Personenbezogene Daten, die im Rahmen der Arbeitszeiterfassung erfasst werden, werden immer häufiger in Clouds gespeichert. Das ist praktisch, weil die Daten dann ortsunabhängig abgerufen werden können. Es birgt aber auch gewisse Datenschutzrisiken. Hier ist es wichtig, dass Firmen sehr genau schauen, welchem Anbieter sie vertrauen.

Trends wie künstliche Intelligenz (KI) und maschinelles Lernen können einen Einfluss darauf haben, welche Möglichkeiten der Arbeitszeiterfassung es gibt. Eine innovative Lösung sind KI-Zeiterfassungssysteme. Die Arbeitszeiten der Mitarbeiter werden dabei mithilfe von künstlicher Intelligenz erfasst, analysiert und verwaltet.
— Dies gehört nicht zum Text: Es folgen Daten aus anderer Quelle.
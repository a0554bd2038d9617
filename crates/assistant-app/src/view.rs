//! Plain-text rendering of messages and status for the terminal.

use assistant_client::{HealthResponse, SessionListResponse};
use assistant_core::{Message, Mode, Role, Settings, Source};

const EXCERPT_CHARS: usize = 200;

pub const HELP: &str = "\
Commands:
  /upload <paths...>      upload PDF files into this session
  /mode chat|search       switch between document chat and web search
  /set <name> <value>     temperature, max_tokens or search_k
  /settings               show generation settings
  /files                  list uploaded documents
  /clear                  start a new session
  /export [dir]           write the transcript to a text file
  /health                 check the backend
  /sessions               list backend sessions
  /help                   show this help
  /quit                   exit
Quote paths with spaces: /upload \"My Paper.pdf\".
Start a line with // to send a query beginning with a slash.
Anything else is sent as a query.";

pub fn render_welcome(mode: Mode) -> String {
    format!(
        "{} · {}\n{}\n{}\nType /help for commands.",
        mode.title(),
        mode.heading(),
        mode.description(),
        mode.placeholder()
    )
}

pub fn prompt(mode: Mode, busy: bool) -> String {
    let marker = if busy { "…" } else { ">" };
    format!("[{}] {} ", mode, marker)
}

/// Render one log entry, with its sources and, optionally, the diagnostic.
pub fn render_message(message: &Message, show_diagnostics: bool) -> String {
    let speaker = match message.role {
        Role::User => "you",
        Role::Assistant => "assistant",
    };
    let mut out = format!("{}: {}", speaker, message.content);

    if !message.sources.is_empty() {
        out.push_str(&format!("\n📚 Sources ({})", message.sources.len()));
        for (i, source) in message.sources.iter().enumerate() {
            out.push_str(&format!("\n  [{}] {}", i + 1, render_source(source)));
        }
    }

    if show_diagnostics {
        if let Some(diag) = &message.diagnostic {
            out.push_str(&format!("\n  ⚠ operation={}", diag.operation));
            if let Some(status) = diag.status {
                out.push_str(&format!(" status={}", status));
            }
            if let Some(detail) = &diag.detail {
                out.push_str(&format!(" detail={}", detail));
            }
        }
    }
    out
}

fn render_source(source: &Source) -> String {
    match source {
        Source::Citation(text) => text.clone(),
        Source::Document {
            source,
            page,
            content,
        } => {
            let mut line = source.clone();
            if let Some(page) = page {
                line.push_str(&format!(" (page {})", page));
            }
            if let Some(content) = content.as_deref().map(str::trim).filter(|c| !c.is_empty()) {
                line.push_str(&format!("\n      \"{}\"", excerpt(content)));
            }
            line
        }
    }
}

fn excerpt(text: &str) -> String {
    if text.chars().count() <= EXCERPT_CHARS {
        return text.to_string();
    }
    let cut: String = text.chars().take(EXCERPT_CHARS).collect();
    format!("{}…", cut.trim_end())
}

pub fn render_settings(settings: &Settings) -> String {
    format!(
        "temperature = {}\nmax_tokens  = {}\nsearch_k    = {}",
        settings.temperature, settings.max_tokens, settings.search_k
    )
}

pub fn render_files(files: &[String]) -> String {
    if files.is_empty() {
        return "No documents uploaded".to_string();
    }
    files
        .iter()
        .map(|name| format!("📄 {}", name))
        .collect::<Vec<_>>()
        .join("\n")
}

pub fn render_health(health: &HealthResponse) -> String {
    let mut out = format!("backend: {}", health.status);
    if let Some(model) = &health.model {
        out.push_str(&format!("\nmodel: {}", model));
    }
    if let Some(ts) = &health.timestamp {
        out.push_str(&format!("\ntimestamp: {}", ts));
    }
    out
}

pub fn render_sessions(list: &SessionListResponse) -> String {
    let mut out = format!("{} active session(s)", list.total);
    for id in &list.active_sessions {
        out.push_str(&format!("\n  {}", id));
    }
    out
}
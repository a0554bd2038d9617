//! Client for the PDF chat and web search backend.
//!
//! Formats the upload, document-chat and search requests, and maps every
//! failure to a [`ClientError`] that keeps the HTTP status and backend text.

pub mod client;
pub mod error;
pub mod upload;
pub mod wire;

pub use client::{ApiClient, Backend};
pub use error::{ClientError, Operation};
pub use upload::UploadFile;
pub use wire::{
    ChatResponse, HealthResponse, SearchResponse, SessionListResponse, SessionResponse,
    UploadResponse,
};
Fazit: Gewissenhafte Dokumentation der Arbeitszeit

  • Die Arbeitszeit der Beschäftigten minutiös zu erfassen, ist in vielen Branchen verpflichtend geworden.
  • Es gibt verschiedene Wege und Ansätze, um die Arbeitszeiten zu notieren. Eine manuelle Arbeitszeiterfassung ist ebenso denkbar wie die elektronische Arbeitszeiterfassung.
  • Für Arbeitgeber und Arbeitnehmer hat die Erfassung der Arbeitszeit viele Vorteile. Es fällt beispielsweise eher auf, wenn Beschäftigte Überstunden machen. Arbeitgeber stellen damit sicher, dass die Vorgaben des Arbeitszeitgesetzes eingehalten werden.
  • Bei der Arbeitszeiterfassung muss der Datenschutz gewahrt werden.
  • Künftig werden sich die Modalitäten der Arbeitszeiterfassung durch die fortschreitende Digitalisierung weiterentwickeln.